2023 Shortlist
Ailing Brussels
Entry type: Single project
Country/area: Belgium
Publishing organisation: Médor, a small independant newsroom based in Brussels. (https://medor.coop/)
Organisation size: Small
Publication date: 2022-06-03
Language: English, french, dutch
Authors: Catherine Joie – journalist
Karim Douieb – data designer @ Jetpack.AI
Quentin Noirfalisse – producer @ Dancing Dog Productions
Antoine Sanchez – video editor @ Dancing Dog Productions

Biography:
Catherine Joie is an independant journalist. She focus her work on health, economy and climat related investigations. She was responsible for the investigation, text and interviews.
Karim Douieb is a data scientist specialised in dataviz. He was responsible for the technical development of the article.
Quentin Noirfalisse is a journalist at Médor and was the one who initiated the project.
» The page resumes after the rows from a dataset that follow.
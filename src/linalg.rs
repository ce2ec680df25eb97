//! Small dense complex linear algebra sized for the projection engine:
//! products, conjugate transpose, Gauss–Jordan inverse and the
//! `Bᴴ·(B·Bᴴ)⁻¹` pseudoinverse.

use alloc::vec;
use alloc::vec::Vec;
use core::fmt;

use crate::config::singular_tolerance;
use crate::num::{Complex, Float};

/// Errors produced by matrix operations.
#[derive(Debug, Clone, Copy, PartialEq, Eq)]
pub enum LinalgError {
    /// Operand shapes are incompatible, e.g. `(2×3)·(2×3)`.
    DimensionMismatch {
        left: (usize, usize),
        right: (usize, usize),
    },
}

impl fmt::Display for LinalgError {
    fn fmt(&self, f: &mut fmt::Formatter<'_>) -> fmt::Result {
        match self {
            LinalgError::DimensionMismatch { left, right } => write!(
                f,
                "dimension mismatch: {}x{} by {}x{}",
                left.0, left.1, right.0, right.1
            ),
        }
    }
}

#[cfg(feature = "std")]
impl std::error::Error for LinalgError {}

/// Row-major dense complex matrix.
#[derive(Clone, Debug, PartialEq)]
pub struct Matrix<T: Float> {
    rows: usize,
    cols: usize,
    data: Vec<Complex<T>>,
}

impl<T: Float> Matrix<T> {
    pub fn zeros(rows: usize, cols: usize) -> Self {
        Self {
            rows,
            cols,
            data: vec![Complex::zero(); rows * cols],
        }
    }

    pub fn identity(n: usize) -> Self {
        Self::from_fn(n, n, |r, c| {
            if r == c {
                Complex::one()
            } else {
                Complex::zero()
            }
        })
    }

    pub fn from_fn(rows: usize, cols: usize, mut f: impl FnMut(usize, usize) -> Complex<T>) -> Self {
        let mut data = Vec::with_capacity(rows * cols);
        for r in 0..rows {
            for c in 0..cols {
                data.push(f(r, c));
            }
        }
        Self { rows, cols, data }
    }

    pub fn rows(&self) -> usize {
        self.rows
    }

    pub fn cols(&self) -> usize {
        self.cols
    }

    pub fn is_square(&self) -> bool {
        self.rows == self.cols
    }

    /// Entry at `(row, col)`. Panics when out of bounds, like slice indexing.
    #[inline]
    pub fn get(&self, row: usize, col: usize) -> Complex<T> {
        assert!(row < self.rows && col < self.cols, "index out of bounds");
        self.data[row * self.cols + col]
    }

    #[inline]
    pub fn set(&mut self, row: usize, col: usize, value: Complex<T>) {
        assert!(row < self.rows && col < self.cols, "index out of bounds");
        self.data[row * self.cols + col] = value;
    }

    pub fn row(&self, row: usize) -> &[Complex<T>] {
        &self.data[row * self.cols..(row + 1) * self.cols]
    }

    pub fn as_slice(&self) -> &[Complex<T>] {
        &self.data
    }

    /// Largest entry magnitude, `0` for an empty matrix.
    pub fn max_abs(&self) -> T {
        self.data
            .iter()
            .map(|c| c.norm())
            .fold(T::zero(), |acc, v| if v > acc { v } else { acc })
    }

    pub fn is_zero(&self) -> bool {
        self.data.iter().all(|c| c.is_zero())
    }

    pub fn scale(&self, factor: T) -> Self {
        Self {
            rows: self.rows,
            cols: self.cols,
            data: self.data.iter().map(|c| c.scale(factor)).collect(),
        }
    }

    pub fn transpose(&self) -> Self {
        Self::from_fn(self.cols, self.rows, |r, c| self.get(c, r))
    }

    pub fn conj_transpose(&self) -> Self {
        Self::from_fn(self.cols, self.rows, |r, c| self.get(c, r).conj())
    }

    /// Matrix product `self · rhs`.
    pub fn mul(&self, rhs: &Self) -> Result<Self, LinalgError> {
        if self.cols != rhs.rows {
            return Err(LinalgError::DimensionMismatch {
                left: (self.rows, self.cols),
                right: (rhs.rows, rhs.cols),
            });
        }
        Ok(self.mul_unchecked(rhs))
    }

    fn mul_unchecked(&self, rhs: &Self) -> Self {
        let mut out = Self::zeros(self.rows, rhs.cols);
        for r in 0..self.rows {
            let lhs_row = self.row(r);
            let out_row = &mut out.data[r * rhs.cols..(r + 1) * rhs.cols];
            for (i, &a) in lhs_row.iter().enumerate() {
                if a.is_zero() {
                    continue;
                }
                for (o, &b) in out_row.iter_mut().zip(rhs.row(i)) {
                    *o += a * b;
                }
            }
        }
        out
    }

    /// Row vector times matrix: `out_j = Σ_i v_i · self[i][j]`.
    pub fn vec_mul(&self, v: &[Complex<T>]) -> Result<Vec<Complex<T>>, LinalgError> {
        if v.len() != self.rows {
            return Err(LinalgError::DimensionMismatch {
                left: (1, v.len()),
                right: (self.rows, self.cols),
            });
        }
        Ok(self.vec_mul_unchecked(v))
    }

    pub(crate) fn vec_mul_unchecked(&self, v: &[Complex<T>]) -> Vec<Complex<T>> {
        let mut out = vec![Complex::zero(); self.cols];
        for (i, &a) in v.iter().enumerate().take(self.rows) {
            for (o, &b) in out.iter_mut().zip(self.row(i)) {
                *o += a * b;
            }
        }
        out
    }

    /// Magnitude at or below which a pivot counts as zero.
    fn pivot_threshold(&self) -> T {
        singular_tolerance::<T>() * self.max_abs()
    }

    /// Inverse by Gauss–Jordan elimination with partial pivoting.
    ///
    /// Returns `None` for non-square or (numerically) singular matrices.
    #[allow(clippy::neg_cmp_op_on_partial_ord)]
    pub fn inverse(&self) -> Option<Self> {
        if !self.is_square() {
            return None;
        }
        let n = self.rows;
        let threshold = self.pivot_threshold();
        let mut a = self.clone();
        let mut inv = Self::identity(n);
        for col in 0..n {
            let (pivot_row, pivot_mag) = (col..n)
                .map(|r| (r, a.get(r, col).norm()))
                .fold((col, T::zero()), |best, cur| if cur.1 > best.1 { cur } else { best });
            // NaN pivots fail the comparison too.
            if !(pivot_mag > threshold) {
                return None;
            }
            a.swap_rows(col, pivot_row);
            inv.swap_rows(col, pivot_row);

            let pivot = a.get(col, col);
            let recip = Complex::one().div(pivot);
            a.scale_row(col, recip);
            inv.scale_row(col, recip);

            for r in 0..n {
                if r == col {
                    continue;
                }
                let factor = a.get(r, col);
                if factor.is_zero() {
                    continue;
                }
                a.sub_row_multiple(r, col, factor);
                inv.sub_row_multiple(r, col, factor);
            }
        }
        Some(inv)
    }

    /// Determinant by Gaussian elimination with partial pivoting. `None` for
    /// non-square matrices; the empty matrix has determinant `1`.
    pub fn determinant(&self) -> Option<Complex<T>> {
        if !self.is_square() {
            return None;
        }
        let n = self.rows;
        let mut a = self.clone();
        let mut det = Complex::one();
        for col in 0..n {
            let (pivot_row, pivot_mag) = (col..n)
                .map(|r| (r, a.get(r, col).norm()))
                .fold((col, T::zero()), |best, cur| if cur.1 > best.1 { cur } else { best });
            if pivot_mag == T::zero() {
                return Some(Complex::zero());
            }
            if pivot_row != col {
                a.swap_rows(col, pivot_row);
                det = -det;
            }
            let pivot = a.get(col, col);
            det = det * pivot;
            for r in col + 1..n {
                let factor = a.get(r, col).div(pivot);
                if !factor.is_zero() {
                    a.sub_row_multiple(r, col, factor);
                }
            }
        }
        Some(det)
    }

    /// `true` when the matrix is non-square or has a numerically zero pivot.
    pub fn is_singular(&self) -> bool {
        self.inverse().is_none()
    }

    /// Moore–Penrose pseudoinverse for full-row-rank matrices,
    /// `Bᴴ·(B·Bᴴ)⁻¹`.
    ///
    /// When `B·Bᴴ` is singular the result is the `cols × rows` zero matrix;
    /// this path never fails.
    pub fn pseudoinverse(&self) -> Self {
        let adjoint = self.conj_transpose();
        let gram = self.mul_unchecked(&adjoint);
        match gram.inverse() {
            Some(gram_inv) => adjoint.mul_unchecked(&gram_inv),
            None => {
                crate::debug_log!(
                    "pseudoinverse: {}x{} gram matrix is singular, using zero matrix",
                    gram.rows,
                    gram.cols
                );
                Self::zeros(self.cols, self.rows)
            }
        }
    }

    fn swap_rows(&mut self, a: usize, b: usize) {
        if a == b {
            return;
        }
        for c in 0..self.cols {
            self.data.swap(a * self.cols + c, b * self.cols + c);
        }
    }

    fn scale_row(&mut self, row: usize, factor: Complex<T>) {
        let cols = self.cols;
        for v in &mut self.data[row * cols..(row + 1) * cols] {
            *v = *v * factor;
        }
    }

    /// `row[target] -= factor · row[source]`
    fn sub_row_multiple(&mut self, target: usize, source: usize, factor: Complex<T>) {
        for c in 0..self.cols {
            let s = self.data[source * self.cols + c];
            let t = &mut self.data[target * self.cols + c];
            *t = *t - factor * s;
        }
    }
}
Antoine Sanchez is a producer at Dancing Dog Productions. He edited the video interviews.
Project description:
How harmful is Brussels for your health?
– The maps show that some neighbourhoods suffer from a triple penalty: low incomes, poor health and a polluted environment.
– The analyses confirm that the three inequalities (housing, health, environment) reinforce each other.
– The experts add that it is necessary to look beyond the statistics to understand the extent of the problem in Brussels.
The «Ailing Brussels» study examines the state of health of the inhabitants of Brussels – the capital of Flanders, Belgium and Europe.
Impact reached:
We haven’t made any big discoveries in this article. The inequalities highlighted in this story were more or less known by everyone living in Brussels. We simply objectivised them, personalised the statistics and put them in context. The article is interactive and allow people to enter their address (70% of the reader did enter their information). In total 55k people have read the article which for Medor (small belgian indenpendant edition) is pretty high.
Many organisations, ONGs, public institutions and the likes have reached out to present the work we have done. Some of them are using the article as a tool to focus their activities in an operational way.
Techniques/technologies used:
We have developed the article using Svelte (a javascript framework). The visuals are made in d3js and some of the maps uses MapboxJS. The data preparation consisting of the treatment of hundreds of public data sets has been done using ObservableHQ.
Context about the project:
This work has only been possible thanks to subsidies provided by the “fond du journalisme”. Whitout this help I don’t think we could have done it. This work has was spead accross a full year. We have gone through hundreds of public datasets about Brussels.
What can other journalists learn from this project?
Data journalism is unfortunatly not very present in the Belgian media. We hope this piece could convince them that there is an audiance for it and that they should explore what is possible on their end.